The top stories in Monday's newspapers:
THE IRISH TIMES
- The paper reports that Emmanuel Macron and Marine Le Pen won the first round of the French presidential election last night, presenting France with a choice between the young, largely untried independent centrist and the leader of the extreme right-wing National Front in the May 7 run-off.
- Its front page also reports that the government is prepared to award some 300,000 public sector workers a pay rise of six per cent over three years as part of a deal on their remuneration. It is also expected to seek significant reform of the pensions for state employees as part of forthcoming talks.
- Anti-abortion campaign groups intend to strongly pressure TDs and Senators against loosening the state's abortion laws after the Citizens' Assembly recommended the current regulations be significantly liberalised. It recommended yesterday by almost two to one that abortion with no restriction as to reasons why be made available in the state.
- It also reports that the final cost of Rory McIlroy and Erica Stoll's wedding, which took place in Ashford Castle in Cong at the weekend, could be as much as €1 million. But the value of the star-studded nuptials to the hotel, the town and the island of Ireland is likely to be substantially more.
- The paper also leads with the outcome of the first round of the French presidential election, reporting that it was a defeat for the established parties with Emmanuel Macron now set to go head to head with far-right leader Marine Le Pen.
- It also reports that the UK financial watchdog, the Financial Conduct Authority, has warned that global regulatory co-operation would be threatened if the US dismantled its regime for failing banks as Donald Trump's administration takes aim at "too big to fail" lenders.
- The FT's Big Read in on Canada, reporting that Donald Trump's rhetoric on immigration has led many refugees to cross the border from the US. But the influx of asylum seekers is becoming controversial there too.
- In its Companies & Markets section, the paper reports that European soccer clubs are eyeing the chance to score in China with both Barcelona and Manchester United among those aiming to woo fans and sponsors as well as to boost revenues as they join a growing list of clubs investing in China to help fulfil Chinese president Xi Jinping's plans for a sporting revolution.
- The paper reports that farmers have overwhelmingly supported a call for prenuptial agreements with 72 per cent saying they should have a legal standing in Ireland as concern over the possible fallout on land ownership following marriage breakdown continues to worry those in the farming community.
- Campaigners are pushing for a referendum after the Citizens' Assembly voted for Irish women to be given the right to legal abortion with "no restrictions". A majority of 64 per cent voted that there should be no restriction on women having a termination, opening the door to full abortion rights for Irish women for the first time in history.
- It also reports that there has been a huge increase in the number of unemployed people who had their dole cut for failing to take offers of work or training.
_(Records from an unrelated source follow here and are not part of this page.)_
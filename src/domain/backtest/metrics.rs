use crate::domain::backtest::trade::BacktestTrade;

#[derive(Debug, Clone, Copy, PartialEq)]
pub struct DrawdownPoint {
    pub bar_index: usize,
    pub balance: f64,
    pub peak_balance: f64,
    pub drawdown: f64,
    pub drawdown_percent: f64,
}

/// The ledger and aggregate metrics from a single backtest run. Nothing
/// leaks between runs: each run owns its own ledger and balance state.
#[derive(Debug, Clone)]
pub struct BacktestResult {
    pub strategy_name: String,
    pub starting_balance: f64,
    pub ending_balance: f64,
    pub trades: Vec<BacktestTrade>,
    pub drawdown_curve: Vec<DrawdownPoint>,
}

impl BacktestResult {
    fn closed_trades(&self) -> impl Iterator<Item = &BacktestTrade> {
        self.trades.iter().filter(|t| t.is_closed())
    }

    pub fn total_trades(&self) -> usize {
        self.closed_trades().count()
    }

    pub fn winners(&self) -> usize {
        self.closed_trades().filter(|t| t.is_winner()).count()
    }

    pub fn losers(&self) -> usize {
        self.closed_trades().filter(|t| !t.is_winner()).count()
    }

    pub fn win_rate(&self) -> f64 {
        let total = self.total_trades();
        if total == 0 {
            return 0.0;
        }
        self.winners() as f64 / total as f64
    }

    pub fn total_pnl(&self) -> f64 {
        self.closed_trades().map(|t| t.pnl).sum()
    }

    pub fn total_pnl_percent(&self) -> f64 {
        if self.starting_balance == 0.0 {
            return 0.0;
        }
        (self.total_pnl() / self.starting_balance) * 100.0
    }

    pub fn avg_winner(&self) -> f64 {
        let wins: Vec<f64> = self.closed_trades().filter(|t| t.is_winner()).map(|t| t.pnl).collect();
        if wins.is_empty() {
            return 0.0;
        }
        wins.iter().sum::<f64>() / wins.len() as f64
    }

    pub fn avg_loser(&self) -> f64 {
        let losses: Vec<f64> = self.closed_trades().filter(|t| !t.is_winner()).map(|t| t.pnl).collect();
        if losses.is_empty() {
            return 0.0;
        }
        losses.iter().sum::<f64>() / losses.len() as f64
    }

    /// `Sum(wins) / |Sum(losses)|`; positive infinity when there are no losses.
    pub fn profit_factor(&self) -> f64 {
        let gross_win: f64 = self.closed_trades().filter(|t| t.pnl > 0.0).map(|t| t.pnl).sum();
        let gross_loss: f64 = self.closed_trades().filter(|t| t.pnl < 0.0).map(|t| t.pnl).sum();
        if gross_loss == 0.0 {
            return f64::INFINITY;
        }
        gross_win / gross_loss.abs()
    }

    pub fn avg_r_multiple(&self) -> f64 {
        let closed: Vec<f64> = self.closed_trades().map(|t| t.r_multiple).collect();
        if closed.is_empty() {
            return 0.0;
        }
        closed.iter().sum::<f64>() / closed.len() as f64
    }

    /// `win_rate * avg_r_multiple - (1 - win_rate)`.
    pub fn expectancy(&self) -> f64 {
        let win_rate = self.win_rate();
        win_rate * self.avg_r_multiple() - (1.0 - win_rate)
    }

    pub fn max_drawdown(&self) -> f64 {
        self.drawdown_curve.iter().map(|p| p.drawdown).fold(0.0, f64::max)
    }

    pub fn max_drawdown_percent(&self) -> f64 {
        self.drawdown_curve.iter().map(|p| p.drawdown_percent).fold(0.0, f64::max)
    }

    pub fn summary(&self) -> String {
        format!(
            "{}: {} trades, win_rate={:.1}%, profit_factor={:.2}, expectancy={:.3}R, max_dd={:.1}%",
            self.strategy_name,
            self.total_trades(),
            self.win_rate() * 100.0,
            self.profit_factor(),
            self.expectancy(),
            self.max_drawdown_percent(),
        )
    }
}

/// Bar-by-bar peak-to-balance distance, as the driver walks candles.
pub fn track_drawdown(curve: &mut Vec<DrawdownPoint>, bar_index: usize, balance: f64, peak_balance: &mut f64) {
    if balance > *peak_balance {
        *peak_balance = balance;
    }
    let drawdown = *peak_balance - balance;
    let drawdown_percent = if *peak_balance != 0.0 { (drawdown / *peak_balance) * 100.0 } else { 0.0 };
    curve.push(DrawdownPoint {
        bar_index,
        balance,
        peak_balance: *peak_balance,
        drawdown,
        drawdown_percent,
    });
}
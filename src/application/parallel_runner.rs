//! Runs many `(strategy, candles)` backtests concurrently. Each worker owns
//! its own driver state; the candle table is shared read-only. A failing run
//! is isolated and reported without aborting the rest of the batch.

use crate::application::backtest_driver::Backtester;
use crate::domain::backtest::metrics::BacktestResult;
use crate::domain::errors::BacktestError;
use crate::domain::market::candle::CandleTable;
use crate::domain::strategy::Strategy;
use rayon::prelude::*;
use tracing::error;

pub fn run_multiple(
    backtester: &Backtester,
    strategies: &[Strategy],
    candles: &CandleTable,
    starting_balance: f64,
    parallel: bool,
) -> Vec<Result<BacktestResult, BacktestError>> {
    if parallel {
        strategies.par_iter().map(|s| run_one(backtester, s, candles, starting_balance)).collect()
    } else {
        strategies.iter().map(|s| run_one(backtester, s, candles, starting_balance)).collect()
    }
}

fn run_one(backtester: &Backtester, strategy: &Strategy, candles: &CandleTable, starting_balance: f64) -> Result<BacktestResult, BacktestError> {
    let result = backtester.run(strategy, candles, starting_balance);
    if let Err(ref e) = result {
        error!(strategy = %strategy.name, error = %e, "parallel backtest run failed");
    }
    result
}

#[cfg(test)]
mod tests {
    use super::*;
    use crate::domain::conditions::price::PriceAbove;
    use crate::domain::conditions::{Condition, Level};
    use crate::domain::market::candle::Candle;
    use crate::domain::market::timeframe::Timeframe;
    use crate::domain::strategy::{Direction, SlConfig, TpConfig};

    fn bar(ts: i64, close: f64) -> Candle {
        Candle { timestamp_ms: ts, open: close, high: close + 2.0, low: close - 2.0, close, volume: 100.0 }
    }

    fn strategy(name: &str, enabled: bool) -> Strategy {
        Strategy {
            name: name.into(),
            timeframe: Timeframe::OneHour,
            direction: Direction::Long,
            entry: vec![Condition::PriceAbove(PriceAbove { level: Level::Scalar(0.0) })],
            filters: vec![],
            stop_loss: SlConfig::Fixed { value: 1.0 },
            take_profit: TpConfig::Fixed { value: 1.0 },
            risk_percent: 1.0,
            max_positions: 1,
            description: String::new(),
            enabled,
        }
    }

    #[test]
    fn one_failing_strategy_does_not_abort_the_batch() {
        let candles: Vec<_> = (0..60).map(|i| bar(i as i64 * 1000, 100.0)).collect();
        let table = CandleTable::new(candles).unwrap();
        let strategies = vec![strategy("ok", true), strategy("disabled", false)];
        let results = run_multiple(&Backtester::default(), &strategies, &table, 10_000.0, false);
        assert!(results[0].is_ok());
        assert!(matches!(results[1], Err(BacktestError::StrategyDisabled { .. })));
    }

    #[test]
    fn parallel_and_sequential_runs_agree() {
        let candles: Vec<_> = (0..60).map(|i| bar(i as i64 * 1000, 100.0 + (i % 7) as f64)).collect();
        let table = CandleTable::new(candles).unwrap();
        let strategies = vec![strategy("a", true), strategy("b", true)];
        let backtester = Backtester::default();
        let seq = run_multiple(&backtester, &strategies, &table, 10_000.0, false);
        let par = run_multiple(&backtester, &strategies, &table, 10_000.0, true);
        for seq_result in &seq {
            let seq_result = seq_result.as_ref().unwrap();
            let par_result = par
                .iter()
                .find_map(|r| r.as_ref().ok().filter(|r| r.strategy_name == seq_result.strategy_name))
                .unwrap();
            assert_eq!(seq_result.trades.len(), par_result.trades.len());
        }
    }
}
The latest figures, to the end of March, show almost 3,000 people were penalised, suggesting that more than 12,000 unemployed people face welfare cuts in 2017.
- Two of Ireland's three biggest TV operators are to offer their TV services direct to mobile phone customers as the government considers introducing a licence fee for larger screens, the paper's business section says.
- Gardaí need continuing resources to keep a lid on gang warfare in Limerick City, its state solicitor has warned, fearing a return to feud violence could easily be sparked. Michael Murray said there is no room for complacency and gardaí need to be resourced to contain potential violence.
- Almost one-in-eight of all crimes recorded last year were committed by a person on bail for another offence with the figure rising to 13 per cent in 2016 from nine per cent in 2011.
- Health Minister Simon Harris said he does not believe there is a need to revisit the November agreement which was supposed to pave the way for the transfer of the national maternity hospital to the campus of St. Vincent's University Hospital in Elm Park, insisting that nuns won't be running the hospital or profiting from it.
- Hospital consultants are resigning at a rate of one or two per month, mainly in frustration at the two-tier pay system, according to the Irish Medical Organisation, which said it was a nationwide phenomenon which needed to be taken very seriously by the HSE.